Problem statement :: Each line with the string "IcuLocale" is to be copied from the records below.

BEGIN Source data

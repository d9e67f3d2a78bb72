//! Locale-aware date and time formatting.

use std::time::{SystemTime, UNIX_EPOCH};

use chrono::{DateTime, Datelike, FixedOffset, Local, NaiveDateTime, Timelike, Utc};
use icu::datetime::fieldsets::{self, enums::DateFieldSet};
use icu::datetime::input::{Date, Time};
use icu::datetime::options::{Alignment, Length, YearStyle};
use icu::datetime::{DateTimeFormatter, NoCalendarFormatter};
use icu::locale::extensions::unicode::{key, value};
use icu::locale::Locale as IcuLocale;
use tracing::warn;

use super::icu_locale;

/// Rendered for instants outside the representable range.
pub const INVALID_DATE: &str = "Invalid Date";

/// A point in time, or its epoch-milliseconds representation.
#[derive(Debug, Clone, Copy, PartialEq, Eq)]
pub enum DateInput {
    Instant(DateTime<Utc>),
    EpochMillis(i64),
    /// A system time chrono cannot represent. Formats as [`INVALID_DATE`].
    OutOfRange,
}

impl DateInput {
    /// The instant in UTC, or `None` when the value is out of range.
    pub fn to_utc(self) -> Option<DateTime<Utc>> {
        match self {
            Self::Instant(instant) => Some(instant),
            Self::EpochMillis(millis) => DateTime::<Utc>::from_timestamp_millis(millis),
            Self::OutOfRange => None,
        }
    }
}

impl From<DateTime<Utc>> for DateInput {
    fn from(instant: DateTime<Utc>) -> Self {
        Self::Instant(instant)
    }
}

impl From<DateTime<FixedOffset>> for DateInput {
    fn from(instant: DateTime<FixedOffset>) -> Self {
        Self::Instant(instant.with_timezone(&Utc))
    }
}

impl From<SystemTime> for DateInput {
    fn from(time: SystemTime) -> Self {
        let instant = match time.duration_since(UNIX_EPOCH) {
            Ok(after) => i64::try_from(after.as_secs())
                .ok()
                .and_then(|secs| DateTime::from_timestamp(secs, after.subsec_nanos())),
            Err(e) => {
                let before = e.duration();
                let (secs, nanos) = match before.subsec_nanos() {
                    0 => (before.as_secs(), 0),
                    n => (before.as_secs().saturating_add(1), 1_000_000_000 - n),
                };
                i64::try_from(secs)
                    .ok()
                    .and_then(|secs| DateTime::from_timestamp(-secs, nanos))
            }
        };
        instant.map_or(Self::OutOfRange, Self::Instant)
    }
}

impl From<i64> for DateInput {
    fn from(millis: i64) -> Self {
        Self::EpochMillis(millis)
    }
}

/// Width of a numeric field.
#[derive(Debug, Clone, Copy, PartialEq, Eq)]
pub enum NumericWidth {
    /// `5`
    Numeric,
    /// `05`
    TwoDigit,
}

/// Width of the month field.
#[derive(Debug, Clone, Copy, PartialEq, Eq)]
pub enum MonthWidth {
    Numeric,
    TwoDigit,
    /// Abbreviated name (`Jan`).
    Short,
    /// Full name (`January`).
    Long,
}

/// Width of a spelled-out field such as the weekday.
#[derive(Debug, Clone, Copy, PartialEq, Eq)]
pub enum TextWidth {
    Short,
    Long,
}

/// Which fields to render and how.
///
/// Fields left as `None` are omitted, except that a year or month always
/// brings the day along (the calendar field sets are year-month-day,
/// month-day and day, each optionally with the weekday) and an hour
/// always brings the minute. [`format_date`]
/// falls back to a numeric year/month/day when no field is set;
/// [`format_time`] always fills in hour, minute and second unless the
/// caller set them.
#[derive(Debug, Clone, Copy, PartialEq, Eq, Default)]
pub struct DateTimeFormatOptions {
    pub weekday: Option<TextWidth>,
    pub year: Option<NumericWidth>,
    pub month: Option<MonthWidth>,
    pub day: Option<NumericWidth>,
    pub hour: Option<NumericWidth>,
    pub minute: Option<NumericWidth>,
    pub second: Option<NumericWidth>,
    /// Force a 12-hour (`true`) or 24-hour (`false`) clock.
    pub hour12: Option<bool>,
    /// Offset the instant is displayed in. Defaults to the host's local
    /// time zone.
    pub utc_offset: Option<FixedOffset>,
}

impl DateTimeFormatOptions {
    /// Numeric year, month and day.
    pub fn numeric_date() -> Self {
        Self {
            year: Some(NumericWidth::Numeric),
            month: Some(MonthWidth::Numeric),
            day: Some(NumericWidth::Numeric),
            ..Self::default()
        }
    }

    /// Year, full month name and day.
    pub fn long_date() -> Self {
        Self {
            month: Some(MonthWidth::Long),
            ..Self::numeric_date()
        }
    }

    pub fn with_weekday(mut self, width: TextWidth) -> Self {
        self.weekday = Some(width);
        self
    }

    pub fn with_hour12(mut self, hour12: bool) -> Self {
        self.hour12 = Some(hour12);
        self
    }

    pub fn with_utc_offset(mut self, offset: FixedOffset) -> Self {
        self.utc_offset = Some(offset);
        self
    }

    fn has_date_fields(&self) -> bool {
        self.weekday.is_some() || self.year.is_some() || self.month.is_some() || self.day.is_some()
    }

    fn has_time_fields(&self) -> bool {
        self.hour.is_some() || self.minute.is_some() || self.second.is_some()
    }

    fn with_date_defaults(mut self) -> Self {
        if !self.has_date_fields() && !self.has_time_fields() {
            self.year = Some(NumericWidth::Numeric);
            self.month = Some(MonthWidth::Numeric);
            self.day = Some(NumericWidth::Numeric);
        }
        self
    }

    fn with_time_defaults(mut self) -> Self {
        self.hour.get_or_insert(NumericWidth::Numeric);
        self.minute.get_or_insert(NumericWidth::Numeric);
        self.second.get_or_insert(NumericWidth::Numeric);
        self
    }

    fn length(&self) -> Length {
        match (self.month, self.weekday) {
            (Some(MonthWidth::Long), _) => Length::Long,
            (Some(MonthWidth::Short), _) => Length::Medium,
            (None, Some(TextWidth::Long)) if self.day.is_none() && self.year.is_none() => {
                Length::Long
            }
            (None, Some(TextWidth::Short)) if self.day.is_none() && self.year.is_none() => {
                Length::Medium
            }
            _ => Length::Short,
        }
    }

    fn date_field_set(&self) -> DateFieldSet {
        let length = self.length();
        let alignment = if self.month == Some(MonthWidth::TwoDigit)
            || self.day == Some(NumericWidth::TwoDigit)
        {
            Alignment::Column
        } else {
            Alignment::Auto
        };
        let year_style = match self.year {
            Some(NumericWidth::TwoDigit) => YearStyle::Auto,
            _ => YearStyle::Full,
        };
        let weekday = self.weekday.is_some();

        if self.year.is_some() {
            if weekday {
                DateFieldSet::YMDE(
                    fieldsets::YMDE::for_length(length)
                        .with_alignment(alignment)
                        .with_year_style(year_style),
                )
            } else {
                DateFieldSet::YMD(
                    fieldsets::YMD::for_length(length)
                        .with_alignment(alignment)
                        .with_year_style(year_style),
                )
            }
        } else if self.month.is_some() {
            if weekday {
                DateFieldSet::MDE(fieldsets::MDE::for_length(length).with_alignment(alignment))
            } else {
                DateFieldSet::MD(fieldsets::MD::for_length(length).with_alignment(alignment))
            }
        } else if self.day.is_some() {
            if weekday {
                DateFieldSet::DE(fieldsets::DE::for_length(length).with_alignment(alignment))
            } else {
                DateFieldSet::D(fieldsets::D::for_length(length).with_alignment(alignment))
            }
        } else {
            DateFieldSet::E(fieldsets::E::for_length(length))
        }
    }

    fn time_field_set(&self) -> fieldsets::T {
        let time = if self.second.is_some() {
            fieldsets::T::hms()
        } else {
            fieldsets::T::hm()
        };
        if self.hour == Some(NumericWidth::TwoDigit) {
            time.with_alignment(Alignment::Column)
        } else {
            time
        }
    }

    /// The locale with the requested hour cycle applied.
    fn locale(&self, tag: &str) -> IcuLocale {
        let mut locale = icu_locale(tag);
        if let Some(hour12) = self.hour12 {
            let cycle = if hour12 { value!("h12") } else { value!("h23") };
            locale.extensions.unicode.keywords.set(key!("hc"), cycle);
        }
        locale
    }
}

/// Format a date in `locale`.
pub fn format_date(
    locale: &str,
    value: impl Into<DateInput>,
    options: &DateTimeFormatOptions,
) -> String {
    render(locale, value.into(), &options.with_date_defaults())
}

/// Format a time of day in `locale`.
pub fn format_time(
    locale: &str,
    value: impl Into<DateInput>,
    options: &DateTimeFormatOptions,
) -> String {
    render(locale, value.into(), &options.with_time_defaults())
}

fn render(tag: &str, input: DateInput, options: &DateTimeFormatOptions) -> String {
    let Some(instant) = input.to_utc() else {
        return INVALID_DATE.to_string();
    };
    let local = match options.utc_offset {
        Some(offset) => instant.with_timezone(&offset).naive_local(),
        None => instant.with_timezone(&Local).naive_local(),
    };
    let locale = options.locale(tag);

    let date = options
        .has_date_fields()
        .then(|| date_part(&locale, &local, options));
    let time = options
        .has_time_fields()
        .then(|| time_part(&locale, &local, options));

    match (date, time) {
        (Some(date), Some(time)) => format!("{date}, {time}"),
        (Some(date), None) => date,
        (None, Some(time)) => time,
        (None, None) => String::new(),
    }
}

fn date_part(locale: &IcuLocale, local: &NaiveDateTime, options: &DateTimeFormatOptions) -> String {
    let fallback = || local.format("%Y-%m-%d").to_string();

    // chrono months and days always fit in a u8
    let Ok(date) = Date::try_new_iso(local.year(), local.month() as u8, local.day() as u8) else {
        return fallback();
    };

    match DateTimeFormatter::try_new(locale.clone().into(), options.date_field_set()) {
        Ok(formatter) => formatter.format(&date).to_string(),
        Err(e) => {
            warn!(%locale, error = ?e, "no date format data");
            fallback()
        }
    }
}

fn time_part(locale: &IcuLocale, local: &NaiveDateTime, options: &DateTimeFormatOptions) -> String {
    let fallback = || local.format("%H:%M:%S").to_string();

    let Ok(time) = Time::try_new(
        local.hour() as u8,
        local.minute() as u8,
        local.second() as u8,
        0,
    ) else {
        return fallback();
    };

    match NoCalendarFormatter::try_new(locale.clone().into(), options.time_field_set()) {
        Ok(formatter) => formatter.format(&time).to_string(),
        Err(e) => {
            warn!(%locale, error = ?e, "no time format data");
            fallback()
        }
    }
}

END Source data

Response ::
use icu::locale::Locale as IcuLocale;
    fn locale(&self, tag: &str) -> IcuLocale {
fn date_part(locale: &IcuLocale, local: &NaiveDateTime, options: &DateTimeFormatOptions) -> String {
fn time_part(locale: &IcuLocale, local: &NaiveDateTime, options: &DateTimeFormatOptions) -> String {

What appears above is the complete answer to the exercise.